(Collected data)
—————

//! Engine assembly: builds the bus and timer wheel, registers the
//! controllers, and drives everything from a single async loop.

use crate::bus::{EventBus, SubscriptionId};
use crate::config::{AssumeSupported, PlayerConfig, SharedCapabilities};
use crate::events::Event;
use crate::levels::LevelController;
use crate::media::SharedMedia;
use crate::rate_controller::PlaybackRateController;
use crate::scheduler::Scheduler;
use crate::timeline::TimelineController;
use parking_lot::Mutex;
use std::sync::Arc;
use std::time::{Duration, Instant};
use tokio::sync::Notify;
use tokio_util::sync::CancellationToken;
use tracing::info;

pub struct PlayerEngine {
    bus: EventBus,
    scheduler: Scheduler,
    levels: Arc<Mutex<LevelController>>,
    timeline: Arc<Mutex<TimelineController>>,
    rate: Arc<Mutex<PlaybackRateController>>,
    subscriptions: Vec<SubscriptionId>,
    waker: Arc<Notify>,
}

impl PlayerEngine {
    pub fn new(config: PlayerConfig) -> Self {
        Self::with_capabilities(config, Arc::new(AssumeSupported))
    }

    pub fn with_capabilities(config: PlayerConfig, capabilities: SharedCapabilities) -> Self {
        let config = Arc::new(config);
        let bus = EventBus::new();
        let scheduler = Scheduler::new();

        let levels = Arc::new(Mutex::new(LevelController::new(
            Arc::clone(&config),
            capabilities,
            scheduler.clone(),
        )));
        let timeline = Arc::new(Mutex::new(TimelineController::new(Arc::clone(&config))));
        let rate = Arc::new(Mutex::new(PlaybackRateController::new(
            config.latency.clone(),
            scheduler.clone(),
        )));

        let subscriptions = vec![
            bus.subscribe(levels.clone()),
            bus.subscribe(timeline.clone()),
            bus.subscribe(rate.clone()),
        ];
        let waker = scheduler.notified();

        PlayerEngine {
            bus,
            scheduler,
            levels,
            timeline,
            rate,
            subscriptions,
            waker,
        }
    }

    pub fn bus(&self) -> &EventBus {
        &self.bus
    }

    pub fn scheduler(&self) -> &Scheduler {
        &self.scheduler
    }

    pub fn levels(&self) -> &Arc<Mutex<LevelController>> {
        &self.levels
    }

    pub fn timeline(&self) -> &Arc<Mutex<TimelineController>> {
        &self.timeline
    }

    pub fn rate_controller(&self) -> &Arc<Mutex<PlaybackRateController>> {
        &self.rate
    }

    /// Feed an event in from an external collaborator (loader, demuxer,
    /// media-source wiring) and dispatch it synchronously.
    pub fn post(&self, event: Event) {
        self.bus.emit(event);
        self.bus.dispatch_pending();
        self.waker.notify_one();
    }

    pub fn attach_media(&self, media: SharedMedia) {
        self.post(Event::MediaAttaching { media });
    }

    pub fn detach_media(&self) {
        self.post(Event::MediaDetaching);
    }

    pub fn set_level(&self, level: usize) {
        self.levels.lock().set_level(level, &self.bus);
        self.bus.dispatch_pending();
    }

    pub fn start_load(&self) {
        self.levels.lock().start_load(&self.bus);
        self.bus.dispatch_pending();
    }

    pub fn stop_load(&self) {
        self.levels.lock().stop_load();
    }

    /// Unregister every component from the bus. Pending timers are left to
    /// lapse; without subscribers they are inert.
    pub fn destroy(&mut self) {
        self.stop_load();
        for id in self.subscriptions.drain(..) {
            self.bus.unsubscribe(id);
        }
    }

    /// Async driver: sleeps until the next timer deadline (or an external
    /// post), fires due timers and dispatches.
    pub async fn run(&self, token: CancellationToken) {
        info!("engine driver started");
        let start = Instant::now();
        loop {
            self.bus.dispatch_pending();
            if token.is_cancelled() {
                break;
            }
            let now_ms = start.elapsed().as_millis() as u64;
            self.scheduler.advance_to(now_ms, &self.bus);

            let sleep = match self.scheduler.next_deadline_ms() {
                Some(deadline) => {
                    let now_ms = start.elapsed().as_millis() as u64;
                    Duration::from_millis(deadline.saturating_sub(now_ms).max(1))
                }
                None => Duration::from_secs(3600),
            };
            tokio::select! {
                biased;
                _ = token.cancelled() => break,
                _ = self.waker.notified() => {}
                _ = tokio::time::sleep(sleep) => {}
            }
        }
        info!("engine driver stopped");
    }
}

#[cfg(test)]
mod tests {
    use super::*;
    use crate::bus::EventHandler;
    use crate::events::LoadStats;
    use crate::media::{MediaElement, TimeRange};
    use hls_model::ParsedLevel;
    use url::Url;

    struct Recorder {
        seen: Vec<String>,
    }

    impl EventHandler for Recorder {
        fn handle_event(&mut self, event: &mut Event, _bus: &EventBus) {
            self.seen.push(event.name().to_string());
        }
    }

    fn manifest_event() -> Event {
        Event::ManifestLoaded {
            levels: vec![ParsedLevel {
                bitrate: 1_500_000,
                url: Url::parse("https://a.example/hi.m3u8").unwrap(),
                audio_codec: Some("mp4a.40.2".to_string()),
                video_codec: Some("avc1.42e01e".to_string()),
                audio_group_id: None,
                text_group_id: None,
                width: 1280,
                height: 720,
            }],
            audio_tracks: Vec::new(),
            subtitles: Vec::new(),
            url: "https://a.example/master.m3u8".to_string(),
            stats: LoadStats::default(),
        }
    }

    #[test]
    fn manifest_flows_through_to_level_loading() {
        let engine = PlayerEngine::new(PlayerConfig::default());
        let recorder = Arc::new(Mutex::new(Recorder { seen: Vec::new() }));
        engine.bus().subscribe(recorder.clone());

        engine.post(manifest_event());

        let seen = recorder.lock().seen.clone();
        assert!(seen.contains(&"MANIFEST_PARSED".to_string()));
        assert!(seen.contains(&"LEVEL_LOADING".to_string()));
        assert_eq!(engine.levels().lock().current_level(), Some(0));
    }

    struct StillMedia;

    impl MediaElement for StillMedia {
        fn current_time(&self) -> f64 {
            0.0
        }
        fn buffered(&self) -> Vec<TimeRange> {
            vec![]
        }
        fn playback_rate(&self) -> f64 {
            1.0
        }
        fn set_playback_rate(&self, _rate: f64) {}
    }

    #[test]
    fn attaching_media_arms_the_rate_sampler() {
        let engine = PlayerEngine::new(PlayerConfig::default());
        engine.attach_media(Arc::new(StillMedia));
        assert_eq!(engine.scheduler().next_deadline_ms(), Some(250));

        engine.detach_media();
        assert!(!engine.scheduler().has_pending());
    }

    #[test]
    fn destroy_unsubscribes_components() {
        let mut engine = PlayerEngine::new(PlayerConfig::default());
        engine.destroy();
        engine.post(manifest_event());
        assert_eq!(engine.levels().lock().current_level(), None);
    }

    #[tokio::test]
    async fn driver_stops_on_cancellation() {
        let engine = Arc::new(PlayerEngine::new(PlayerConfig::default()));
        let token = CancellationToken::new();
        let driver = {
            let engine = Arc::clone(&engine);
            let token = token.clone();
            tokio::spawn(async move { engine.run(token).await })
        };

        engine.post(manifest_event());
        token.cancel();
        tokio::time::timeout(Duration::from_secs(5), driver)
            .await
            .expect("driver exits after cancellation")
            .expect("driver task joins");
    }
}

—————

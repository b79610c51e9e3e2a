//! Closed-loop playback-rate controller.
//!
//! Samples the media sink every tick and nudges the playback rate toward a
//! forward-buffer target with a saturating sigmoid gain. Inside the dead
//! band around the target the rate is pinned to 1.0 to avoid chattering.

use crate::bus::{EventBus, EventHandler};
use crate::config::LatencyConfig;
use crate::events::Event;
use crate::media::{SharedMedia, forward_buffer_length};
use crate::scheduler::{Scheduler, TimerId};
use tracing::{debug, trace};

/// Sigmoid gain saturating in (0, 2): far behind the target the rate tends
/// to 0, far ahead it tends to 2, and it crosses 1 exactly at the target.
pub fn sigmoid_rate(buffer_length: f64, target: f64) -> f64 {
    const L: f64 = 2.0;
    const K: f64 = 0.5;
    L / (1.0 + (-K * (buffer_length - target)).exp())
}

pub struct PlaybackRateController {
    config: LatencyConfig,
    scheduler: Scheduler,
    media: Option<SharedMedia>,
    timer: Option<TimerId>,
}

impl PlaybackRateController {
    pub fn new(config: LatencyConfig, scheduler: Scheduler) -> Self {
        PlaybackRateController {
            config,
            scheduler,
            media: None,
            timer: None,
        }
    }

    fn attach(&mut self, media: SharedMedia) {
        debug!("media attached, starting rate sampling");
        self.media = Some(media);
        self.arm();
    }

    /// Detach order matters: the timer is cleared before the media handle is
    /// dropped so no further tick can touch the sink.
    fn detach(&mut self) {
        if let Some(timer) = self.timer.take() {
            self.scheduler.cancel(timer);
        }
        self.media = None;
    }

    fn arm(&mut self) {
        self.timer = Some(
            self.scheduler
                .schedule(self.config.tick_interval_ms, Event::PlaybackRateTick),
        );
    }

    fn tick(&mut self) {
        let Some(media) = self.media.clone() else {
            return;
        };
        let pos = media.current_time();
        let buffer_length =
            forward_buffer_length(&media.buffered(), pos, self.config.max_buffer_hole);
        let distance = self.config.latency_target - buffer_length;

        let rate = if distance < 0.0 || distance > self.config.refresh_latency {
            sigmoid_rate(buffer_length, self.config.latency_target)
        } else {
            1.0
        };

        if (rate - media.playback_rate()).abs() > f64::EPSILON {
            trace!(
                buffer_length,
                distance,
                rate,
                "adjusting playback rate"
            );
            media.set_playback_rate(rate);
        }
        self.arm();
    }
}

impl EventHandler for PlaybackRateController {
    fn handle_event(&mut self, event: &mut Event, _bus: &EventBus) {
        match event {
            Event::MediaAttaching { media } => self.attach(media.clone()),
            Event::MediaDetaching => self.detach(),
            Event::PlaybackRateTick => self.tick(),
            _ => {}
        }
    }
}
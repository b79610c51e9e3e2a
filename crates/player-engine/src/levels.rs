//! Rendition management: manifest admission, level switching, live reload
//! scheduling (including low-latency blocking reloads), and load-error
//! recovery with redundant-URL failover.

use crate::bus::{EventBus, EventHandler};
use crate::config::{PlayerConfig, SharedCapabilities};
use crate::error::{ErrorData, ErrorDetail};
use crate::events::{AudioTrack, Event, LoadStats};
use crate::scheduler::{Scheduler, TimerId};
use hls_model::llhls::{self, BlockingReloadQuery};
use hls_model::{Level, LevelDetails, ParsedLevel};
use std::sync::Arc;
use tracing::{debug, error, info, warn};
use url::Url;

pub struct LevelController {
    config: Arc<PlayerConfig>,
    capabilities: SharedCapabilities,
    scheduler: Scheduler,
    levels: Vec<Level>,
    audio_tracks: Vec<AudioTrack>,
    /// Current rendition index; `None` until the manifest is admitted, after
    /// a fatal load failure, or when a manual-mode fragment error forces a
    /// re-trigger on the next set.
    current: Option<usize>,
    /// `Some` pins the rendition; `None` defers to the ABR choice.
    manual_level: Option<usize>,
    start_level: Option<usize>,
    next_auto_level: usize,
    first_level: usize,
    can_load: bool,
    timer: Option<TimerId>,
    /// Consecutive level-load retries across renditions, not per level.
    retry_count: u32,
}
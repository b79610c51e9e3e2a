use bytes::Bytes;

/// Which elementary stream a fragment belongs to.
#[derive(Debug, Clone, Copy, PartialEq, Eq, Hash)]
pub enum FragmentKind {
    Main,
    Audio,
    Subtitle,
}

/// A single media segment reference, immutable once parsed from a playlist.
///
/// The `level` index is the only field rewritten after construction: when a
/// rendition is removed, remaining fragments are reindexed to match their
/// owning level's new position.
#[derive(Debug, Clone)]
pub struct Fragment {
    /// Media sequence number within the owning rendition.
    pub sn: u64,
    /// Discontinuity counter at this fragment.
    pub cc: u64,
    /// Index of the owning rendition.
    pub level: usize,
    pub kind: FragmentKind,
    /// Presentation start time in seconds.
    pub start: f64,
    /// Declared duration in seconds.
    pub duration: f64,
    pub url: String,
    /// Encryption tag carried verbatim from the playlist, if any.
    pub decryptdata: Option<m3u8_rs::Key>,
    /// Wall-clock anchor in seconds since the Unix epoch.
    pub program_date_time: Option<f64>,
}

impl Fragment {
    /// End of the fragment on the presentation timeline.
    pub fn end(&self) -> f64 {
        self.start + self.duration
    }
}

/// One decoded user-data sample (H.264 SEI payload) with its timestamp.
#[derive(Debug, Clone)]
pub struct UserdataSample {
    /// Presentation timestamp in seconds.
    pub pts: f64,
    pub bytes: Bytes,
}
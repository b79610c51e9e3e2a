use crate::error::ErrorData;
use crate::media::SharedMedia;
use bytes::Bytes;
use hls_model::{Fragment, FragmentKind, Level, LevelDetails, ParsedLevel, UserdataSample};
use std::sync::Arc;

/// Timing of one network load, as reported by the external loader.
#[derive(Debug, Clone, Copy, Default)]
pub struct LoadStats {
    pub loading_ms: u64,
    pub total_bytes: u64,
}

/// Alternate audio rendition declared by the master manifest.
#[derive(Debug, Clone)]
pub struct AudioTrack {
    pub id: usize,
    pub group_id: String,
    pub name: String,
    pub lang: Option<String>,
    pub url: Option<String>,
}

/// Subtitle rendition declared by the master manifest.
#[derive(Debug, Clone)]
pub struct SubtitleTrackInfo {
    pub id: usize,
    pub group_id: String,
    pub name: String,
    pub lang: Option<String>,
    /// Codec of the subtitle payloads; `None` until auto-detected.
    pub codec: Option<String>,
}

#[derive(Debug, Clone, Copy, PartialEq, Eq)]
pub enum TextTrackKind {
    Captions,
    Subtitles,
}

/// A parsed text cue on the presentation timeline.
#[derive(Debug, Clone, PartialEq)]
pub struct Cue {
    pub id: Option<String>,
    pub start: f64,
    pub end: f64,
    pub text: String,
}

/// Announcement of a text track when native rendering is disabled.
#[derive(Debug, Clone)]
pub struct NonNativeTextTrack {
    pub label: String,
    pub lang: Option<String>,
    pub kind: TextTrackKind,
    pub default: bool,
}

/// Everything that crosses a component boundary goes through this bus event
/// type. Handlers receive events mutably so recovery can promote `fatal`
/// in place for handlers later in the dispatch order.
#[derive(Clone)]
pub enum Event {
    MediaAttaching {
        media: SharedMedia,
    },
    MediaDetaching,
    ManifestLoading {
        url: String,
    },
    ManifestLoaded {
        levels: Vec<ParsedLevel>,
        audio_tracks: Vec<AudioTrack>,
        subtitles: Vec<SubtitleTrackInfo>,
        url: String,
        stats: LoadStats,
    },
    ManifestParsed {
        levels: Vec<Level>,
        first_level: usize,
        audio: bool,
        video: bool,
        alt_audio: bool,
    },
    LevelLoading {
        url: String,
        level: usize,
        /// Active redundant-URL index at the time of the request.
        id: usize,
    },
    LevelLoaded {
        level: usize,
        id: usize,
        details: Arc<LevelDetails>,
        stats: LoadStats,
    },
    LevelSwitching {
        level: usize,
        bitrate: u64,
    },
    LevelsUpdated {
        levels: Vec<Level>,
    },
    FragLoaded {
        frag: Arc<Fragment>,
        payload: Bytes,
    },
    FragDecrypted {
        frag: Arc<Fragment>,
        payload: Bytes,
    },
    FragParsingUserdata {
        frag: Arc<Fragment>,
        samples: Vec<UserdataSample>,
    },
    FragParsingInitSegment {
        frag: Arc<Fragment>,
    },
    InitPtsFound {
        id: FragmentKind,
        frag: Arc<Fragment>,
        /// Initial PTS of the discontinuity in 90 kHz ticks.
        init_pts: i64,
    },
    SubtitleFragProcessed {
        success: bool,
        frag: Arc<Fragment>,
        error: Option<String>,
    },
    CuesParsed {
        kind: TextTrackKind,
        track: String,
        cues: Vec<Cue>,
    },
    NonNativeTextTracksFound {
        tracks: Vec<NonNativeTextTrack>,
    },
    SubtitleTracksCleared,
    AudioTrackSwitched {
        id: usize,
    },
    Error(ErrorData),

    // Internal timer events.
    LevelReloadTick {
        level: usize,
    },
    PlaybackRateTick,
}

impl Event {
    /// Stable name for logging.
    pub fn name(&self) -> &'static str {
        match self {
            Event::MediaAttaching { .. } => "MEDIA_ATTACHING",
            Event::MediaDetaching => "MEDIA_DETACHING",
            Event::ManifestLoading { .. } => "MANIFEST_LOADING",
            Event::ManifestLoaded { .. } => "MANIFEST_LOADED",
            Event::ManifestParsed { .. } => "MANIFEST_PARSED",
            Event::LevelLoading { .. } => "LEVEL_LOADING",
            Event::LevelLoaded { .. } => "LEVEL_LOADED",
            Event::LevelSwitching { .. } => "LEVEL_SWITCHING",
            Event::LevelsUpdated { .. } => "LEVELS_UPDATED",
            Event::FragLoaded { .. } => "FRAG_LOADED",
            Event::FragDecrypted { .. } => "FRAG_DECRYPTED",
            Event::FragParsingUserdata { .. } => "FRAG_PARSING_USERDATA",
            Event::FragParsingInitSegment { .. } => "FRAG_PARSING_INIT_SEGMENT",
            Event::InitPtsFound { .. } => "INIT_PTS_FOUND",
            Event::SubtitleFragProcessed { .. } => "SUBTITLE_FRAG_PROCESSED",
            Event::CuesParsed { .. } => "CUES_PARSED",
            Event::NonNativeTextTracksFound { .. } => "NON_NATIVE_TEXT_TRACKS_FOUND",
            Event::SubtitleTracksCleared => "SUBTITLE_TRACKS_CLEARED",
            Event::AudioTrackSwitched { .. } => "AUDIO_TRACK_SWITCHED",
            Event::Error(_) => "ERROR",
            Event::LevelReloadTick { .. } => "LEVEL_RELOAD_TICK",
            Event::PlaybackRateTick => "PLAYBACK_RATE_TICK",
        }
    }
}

—————

◆ What the task requires
Scan the records above. Return every line with "Mutex" in it.

◆ Task response
use parking_lot::Mutex;
    levels: Arc<Mutex<LevelController>>,
    timeline: Arc<Mutex<TimelineController>>,
    rate: Arc<Mutex<PlaybackRateController>>,
        let levels = Arc::new(Mutex::new(LevelController::new(
        let timeline = Arc::new(Mutex::new(TimelineController::new(Arc::clone(&config))));
        let rate = Arc::new(Mutex::new(PlaybackRateController::new(
    pub fn levels(&self) -> &Arc<Mutex<LevelController>> {
    pub fn timeline(&self) -> &Arc<Mutex<TimelineController>> {
    pub fn rate_controller(&self) -> &Arc<Mutex<PlaybackRateController>> {
        let recorder = Arc::new(Mutex::new(Recorder { seen: Vec::new() }));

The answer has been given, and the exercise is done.